Signed-off-by: Matthew Wilcox <willy@linux.intel.com>
Reviewed-by: Randy Dunlap <rdunlap@infradead.org>
---
Documentation/filesystems/00-INDEX | 5 ++-
Documentation/filesystems/dax.txt | 89 ++++++++++++++++++++++++++++++++++++++
Documentation/filesystems/xip.txt | 71 ------------------------------
3 files changed, 92 insertions(+), 73 deletions(-)
create mode 100644 Documentation/filesystems/dax.txt
delete mode 100644 Documentation/filesystems/xip.txt
diff --git a/Documentation/filesystems/00-INDEX b/Documentation/filesystems/00-INDEX
index ac28149..9922939 100644
--- a/Documentation/filesystems/00-INDEX
+++ b/Documentation/filesystems/00-INDEX
@@ -34,6 +34,9 @@ configfs/
- directory containing configfs documentation and example code.
cramfs.txt
- info on the cram filesystem for small storage (ROMs etc).
+dax.txt
+ - info on avoiding the page cache for files stored on CPU-addressable
+ storage devices.
debugfs.txt
- info on the debugfs filesystem.
devpts.txt
@@ -154,5 +157,3 @@ xfs-self-describing-metadata.txt
- info on XFS Self Describing Metadata.
xfs.txt
- info and mount options for the XFS filesystem.
-xip.txt
- - info on execute-in-place for file mappings.
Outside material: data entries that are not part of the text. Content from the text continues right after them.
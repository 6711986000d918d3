//! Striped executor: the submission façade and shutdown state machine.
//!
//! Work submitted with a stripe key runs strictly one-at-a-time and in
//! submission order relative to other work with an equal key. Work with no key,
//! or with different keys, runs with whatever parallelism the worker pool
//! offers.
//!
//! Lifecycle:
//! - `Running`: submissions accepted.
//! - `ShuttingDown`: submissions rejected; queued striped work drains. When the
//!   last stripe queue leaves the registry and no submission is mid-flight, the
//!   worker pool is shut down.
//! - `Terminated`: the registry is empty and the pool has terminated.

use crate::monitor::{ExecutorMetrics, MetricsSnapshot};
use crate::pool::{PoolBuildError, PoolRejection, ThreadPool, WorkerPool};
use crate::queue::{QueueOwner, StripeQueue, spin_until};
use crate::registry::{StripeKey, StripeRegistry};
use crate::task::{Job, StripedTask, TaskHandle};
use std::sync::Arc;
use std::sync::atomic::{AtomicUsize, Ordering};
use std::time::{Duration, Instant};
use striped_core::{AtomicState, ExecutorConfig, ExecutorState, SubmitError, TaskId};
use tracing::{debug, trace};

struct Inner<K: StripeKey, P: WorkerPool> {
    pool: Arc<P>,
    registry: StripeRegistry<K>,
    state: AtomicState,
    /// Submissions that passed the state check and have not yet been routed
    admitting: AtomicUsize,
    metrics: Arc<ExecutorMetrics>,
}

impl<K: StripeKey, P: WorkerPool> Inner<K, P> {
    /// Shut the pool down once nothing can add stripe work any more.
    ///
    /// Called after the state leaves `Running`, after every queue removal
    /// and after every admission completes, so whichever happens last
    /// triggers the pool shutdown.
    fn try_finish(&self) {
        if self.state.load().accepts_work() {
            return;
        }
        if self.admitting.load(Ordering::SeqCst) == 0 && self.registry.is_empty() {
            if !self.pool.is_shutdown() {
                debug!("stripes drained, shutting down worker pool");
            }
            self.pool.shutdown();
        }
    }

    fn is_terminated(&self) -> bool {
        let state = self.state.load();
        if state == ExecutorState::Terminated {
            return true;
        }
        if state.accepts_work() || !self.registry.is_empty() || !self.pool.is_terminated() {
            return false;
        }
        if self.state.advance_to(ExecutorState::Terminated) != ExecutorState::Terminated {
            debug!("striped executor terminated");
        }
        true
    }
}

impl<K: StripeKey, P: WorkerPool> QueueOwner<K> for Inner<K, P> {
    fn dispatch(&self, job: Job) -> Result<(), PoolRejection> {
        self.pool.execute(job)
    }

    fn release(&self, queue: &Arc<StripeQueue<K>>) {
        if self.registry.remove(queue) {
            self.metrics.record_queue_removed();
            trace!(key = ?queue.key(), "stripe queue removed");
        }
        self.try_finish();
    }
}

/// Marks a submission as in flight between the state check and routing.
struct Admission<'a, K: StripeKey, P: WorkerPool>(&'a Inner<K, P>);

impl<'a, K: StripeKey, P: WorkerPool> Admission<'a, K, P> {
    fn enter(inner: &'a Inner<K, P>) -> Self {
        inner.admitting.fetch_add(1, Ordering::SeqCst);
        Self(inner)
    }
}

impl<K: StripeKey, P: WorkerPool> Drop for Admission<'_, K, P> {
    fn drop(&mut self) {
        self.0.admitting.fetch_sub(1, Ordering::SeqCst);
        self.0.try_finish();
    }
}

/// Key-partitioned task executor.
///
/// Cloning yields another handle to the same executor.
///
/// ```no_run
/// use striped_runtime::StripedExecutor;
///
/// let executor = StripedExecutor::<String>::with_workers(4).unwrap();
/// let handle = executor.submit(Some("peer-1".to_string()), || 2 + 2).unwrap();
/// assert_eq!(handle.join(), Ok(4));
/// executor.shutdown();
/// ```
pub struct StripedExecutor<K: StripeKey, P: WorkerPool = ThreadPool> {
    inner: Arc<Inner<K, P>>,
}

impl<K: StripeKey> StripedExecutor<K, ThreadPool> {
    /// Create an executor over a fresh [`ThreadPool`] built from `config`
    ///
    /// # Errors
    ///
    /// Returns error if the config is invalid or a worker fails to start
    pub fn with_config(config: &ExecutorConfig) -> Result<Self, PoolBuildError> {
        Ok(Self::new(Arc::new(ThreadPool::from_config(config)?)))
    }

    /// Create an executor over a fresh [`ThreadPool`] of `workers` threads
    ///
    /// # Errors
    ///
    /// Returns error if `workers` is zero or a worker fails to start
    pub fn with_workers(workers: usize) -> Result<Self, PoolBuildError> {
        Self::with_config(&ExecutorConfig::new(workers))
    }
}

impl<K: StripeKey, P: WorkerPool> StripedExecutor<K, P> {
    /// Create an executor that schedules onto `pool`.
    ///
    /// The executor shuts the pool down as part of its own shutdown; the pool
    /// should not be shut down independently while stripes are queued.
    #[must_use]
    pub fn new(pool: Arc<P>) -> Self {
        Self {
            inner: Arc::new(Inner {
                pool,
                registry: StripeRegistry::new(),
                state: AtomicState::default(),
                admitting: AtomicUsize::new(0),
                metrics: Arc::new(ExecutorMetrics::new()),
            }),
        }
    }

    /// Submit `task`, ordered behind earlier work with an equal `key`.
    ///
    /// With `key == None` the task goes straight to the worker pool.
    ///
    /// # Errors
    ///
    /// Returns `SubmitError::Rejected` if the executor is not running; the
    /// task is never started
    pub fn submit<F, T>(&self, key: Option<K>, task: F) -> Result<TaskHandle<T>, SubmitError>
    where
        F: FnOnce() -> T + Send + 'static,
        T: Send + 'static,
    {
        let (job, handle) = Job::tracked(task, Some(Arc::clone(&self.inner.metrics)));
        self.route(key, job)?;
        Ok(handle)
    }

    /// Submit `task` on the stripe `key`
    ///
    /// # Errors
    ///
    /// Returns `SubmitError::Rejected` if the executor is not running
    pub fn submit_striped<F, T>(&self, key: K, task: F) -> Result<TaskHandle<T>, SubmitError>
    where
        F: FnOnce() -> T + Send + 'static,
        T: Send + 'static,
    {
        self.submit(Some(key), task)
    }

    /// Submit `task` with no ordering constraint
    ///
    /// # Errors
    ///
    /// Returns `SubmitError::Rejected` if the executor is not running
    pub fn submit_unstriped<F, T>(&self, task: F) -> Result<TaskHandle<T>, SubmitError>
    where
        F: FnOnce() -> T + Send + 'static,
        T: Send + 'static,
    {
        self.submit(None, task)
    }

    /// Submit a task that names its own stripe
    ///
    /// # Errors
    ///
    /// Returns `SubmitError::Rejected` if the executor is not running
    pub fn submit_task<S>(&self, task: S) -> Result<TaskHandle<S::Output>, SubmitError>
    where
        S: StripedTask<K>,
    {
        let key = task.stripe();
        self.submit(key, move || task.run())
    }

    /// Fire-and-forget submission; the outcome is only visible in metrics
    ///
    /// # Errors
    ///
    /// Returns `SubmitError::Rejected` if the executor is not running
    pub fn execute<F>(&self, key: Option<K>, task: F) -> Result<TaskId, SubmitError>
    where
        F: FnOnce() + Send + 'static,
    {
        self.submit(key, task).map(|handle| handle.task_id())
    }

    fn route(&self, key: Option<K>, job: Job) -> Result<(), SubmitError> {
        let inner = &self.inner;
        let _admission = Admission::enter(inner);

        let state = inner.state.load();
        if !state.accepts_work() {
            inner.metrics.record_rejection();
            return Err(SubmitError::Rejected {
                task_id: job.task_id(),
                state,
            });
        }

        let Some(key) = key else {
            let task_id = job.task_id();
            return match inner.pool.execute(job) {
                Ok(()) => {
                    inner.metrics.record_submission(false);
                    trace!(%task_id, "unstriped task submitted");
                    Ok(())
                }
                Err(rejection) => {
                    inner.metrics.record_rejection();
                    Err(SubmitError::PoolUnavailable {
                        task_id: rejection.task_id(),
                    })
                }
            };
        };

        let owner: Arc<dyn QueueOwner<K>> = Arc::clone(inner) as Arc<dyn QueueOwner<K>>;
        let task_id = job.task_id();
        let mut job = job;
        loop {
            let (queue, created) = inner
                .registry
                .get_or_create(&key, || StripeQueue::new(key.clone(), Arc::clone(&owner)));
            if created {
                inner.metrics.record_queue_created();
                trace!(key = ?key, "stripe queue created");
            }
            match queue.try_enqueue(job) {
                Ok(()) => break,
                Err(returned) => {
                    // The queue drained between lookup and append. Its driver
                    // is about to deregister it; help so the retry finds a
                    // fresh queue.
                    job = returned;
                    if inner.registry.remove(&queue) {
                        inner.metrics.record_queue_removed();
                    }
                }
            }
        }

        inner.metrics.record_submission(true);
        trace!(key = ?key, %task_id, "striped task submitted");
        Ok(())
    }

    /// Stop accepting work and let queued work drain.
    ///
    /// Idempotent. Once every stripe has drained the worker pool is shut down
    /// and the executor terminates; with nothing queued that happens
    /// immediately.
    pub fn shutdown(&self) {
        if self
            .inner
            .state
            .transition(ExecutorState::Running, ExecutorState::ShuttingDown)
        {
            debug!(stripes = self.inner.registry.len(), "striped executor shutting down");
            self.inner.try_finish();
        }
    }

    /// Stop accepting work, stop scheduling queued work, and return every job
    /// that never started.
    ///
    /// Covers the pending jobs of every stripe and the pool's own backlog,
    /// each exactly once. Jobs already running are left to finish. Dropping a
    /// returned job resolves its handle as cancelled; running it completes
    /// the handle normally.
    ///
    /// Waits for submissions already past the state check to finish routing.
    /// With a pool that runs jobs on the submitting thread, that includes the
    /// jobs they run, so this must not be called from inside a task on such a
    /// pool.
    pub fn shutdown_now(&self) -> Vec<Job> {
        let inner = &self.inner;
        inner.state.advance_to(ExecutorState::ShuttingDown);

        // After this no submission can reach the registry or the pool.
        spin_until(|| inner.admitting.load(Ordering::SeqCst) == 0);

        let mut discarded = Vec::new();
        let queues = inner.registry.snapshot();
        for queue in &queues {
            discarded.extend(queue.close());
            if inner.registry.remove(queue) {
                inner.metrics.record_queue_removed();
            }
        }
        // A job popped just before its queue closed must be in the pool
        // backlog before the backlog is drained.
        for queue in &queues {
            queue.await_hand_off();
        }
        discarded.extend(inner.pool.shutdown_now());

        debug!(discarded = discarded.len(), "striped executor stopped");
        inner.try_finish();
        discarded
    }

    /// Whether `shutdown` or `shutdown_now` has been called
    #[must_use]
    pub fn is_shutdown(&self) -> bool {
        !self.inner.state.load().accepts_work()
    }

    /// Whether shutdown has completed: every stripe drained and the pool
    /// terminated
    #[must_use]
    pub fn is_terminated(&self) -> bool {
        self.inner.is_terminated()
    }

    /// Block until terminated or `timeout` elapses; returns `is_terminated()`
    pub fn await_termination(&self, timeout: Duration) -> bool {
        let deadline = Instant::now() + timeout;
        loop {
            let remaining = deadline.saturating_duration_since(Instant::now());
            if self.inner.pool.await_termination(remaining) && self.is_terminated() {
                return true;
            }
            if remaining.is_zero() {
                return self.is_terminated();
            }
            // The pool has terminated but the registry has not caught up yet.
            std::thread::sleep(Duration::from_millis(1).min(remaining));
        }
    }

    /// Async form of [`await_termination`](Self::await_termination).
    ///
    /// The wait runs on tokio's blocking pool so the calling runtime keeps
    /// making progress. Must be called from within a tokio runtime.
    pub async fn terminated(&self, timeout: Duration) -> bool {
        let executor = self.clone();
        tokio::task::spawn_blocking(move || executor.await_termination(timeout))
            .await
            .unwrap_or_else(|_| self.is_terminated())
    }

    /// Current lifecycle state
    #[must_use]
    pub fn state(&self) -> ExecutorState {
        if self.is_terminated() {
            ExecutorState::Terminated
        } else {
            self.inner.state.load()
        }
    }

    /// Stripes with queued or running work
    #[must_use]
    pub fn active_stripes(&self) -> usize {
        self.inner.registry.len()
    }

    /// Striped jobs waiting behind their stripe's in-flight job
    #[must_use]
    pub fn pending_striped(&self) -> usize {
        self.inner
            .registry
            .snapshot()
            .iter()
            .map(|queue| queue.pending_len())
            .sum()
    }

    /// Counters since creation
    #[must_use]
    pub fn metrics(&self) -> MetricsSnapshot {
        self.inner.metrics.snapshot()
    }

    /// The worker pool this executor schedules onto
    #[must_use]
    pub fn pool(&self) -> &Arc<P> {
        &self.inner.pool
    }
}

impl<K: StripeKey, P: WorkerPool> Clone for StripedExecutor<K, P> {
    fn clone(&self) -> Self {
        Self {
            inner: Arc::clone(&self.inner),
        }
    }
}

impl<K: StripeKey, P: WorkerPool> std::fmt::Display for StripedExecutor<K, P> {
    fn fmt(&self, f: &mut std::fmt::Formatter<'_>) -> std::fmt::Result {
        write!(
            f,
            "StripedExecutor: state={}, stripes={}, pool_shutdown={}, pool_terminated={}",
            self.state(),
            self.active_stripes(),
            self.inner.pool.is_shutdown(),
            self.inner.pool.is_terminated()
        )
    }
}

impl<K: StripeKey, P: WorkerPool> std::fmt::Debug for StripedExecutor<K, P> {
    fn fmt(&self, f: &mut std::fmt::Formatter<'_>) -> std::fmt::Result {
        f.debug_struct("StripedExecutor")
            .field("state", &self.state())
            .field("stripes", &self.inner.registry.snapshot())
            .finish_non_exhaustive()
    }
}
diff --git a/Documentation/filesystems/dax.txt b/Documentation/filesystems/dax.txt
new file mode 100644
index 0000000..635adaa
--- /dev/null
+++ b/Documentation/filesystems/dax.txt
@@ -0,0 +1,89 @@
+Direct Access for files
+-----------------------
+
+Motivation
+----------
+
+The page cache is usually used to buffer reads and writes to files.
+It is also used to provide the pages which are mapped into userspace
+by a call to mmap.
+
+For block devices that are memory-like, the page cache pages would be
+unnecessary copies of the original storage. The DAX code removes the
+extra copy by performing reads and writes directly to the storage device.
+For file mappings, the storage device is mapped directly into userspace.
+
+
+Usage
+-----
+
+If you have a block device which supports DAX, you can make a filesystem
+on it as usual. When mounting it, use the -o dax option manually
+or add 'dax' to the options in /etc/fstab.
+
+
+Implementation Tips for Block Driver Writers
+--------------------------------------------
+
+To support DAX in your block driver, implement the 'direct_access'
+block device operation. It is used to translate the sector number
+(expressed in units of 512-byte sectors) to a page frame number (pfn)
+that identifies the physical page for the memory. It also returns a
+kernel virtual address that can be used to access the memory.
+
+The direct_access method takes a 'size' parameter that indicates the
+number of bytes being requested. The function should return the number
+of bytes that can be contiguously accessed at that offset. It may also
+return a negative errno if an error occurs.
+
+In order to support this method, the storage must be byte-accessible by
+the CPU at all times. If your device uses paging techniques to expose
+a large amount of memory through a smaller window, then you cannot
+implement direct_access. Equally, if your device can occasionally
+stall the CPU for an extended period, you should also not attempt to
+implement direct_access.
+
+These block devices may be used for inspiration:
+- axonram: Axon DDR2 device driver
+- brd: RAM backed block device driver
+- dcssblk: s390 dcss block device driver
+
+
+Implementation Tips for Filesystem Writers
+------------------------------------------
+
+Filesystem support consists of
+- adding support to mark inodes as being DAX by setting the S_DAX flag in
+ i_flags
+- implementing the direct_IO address space operation, and calling
+ dax_do_io() instead of blockdev_direct_IO() if S_DAX is set
+- implementing an mmap file operation for DAX files which sets the
+ VM_MIXEDMAP flag on the VMA, and setting the vm_ops to include handlers
+ for fault and page_mkwrite (which should probably call dax_fault() and
+ dax_mkwrite(), passing the appropriate get_block() callback)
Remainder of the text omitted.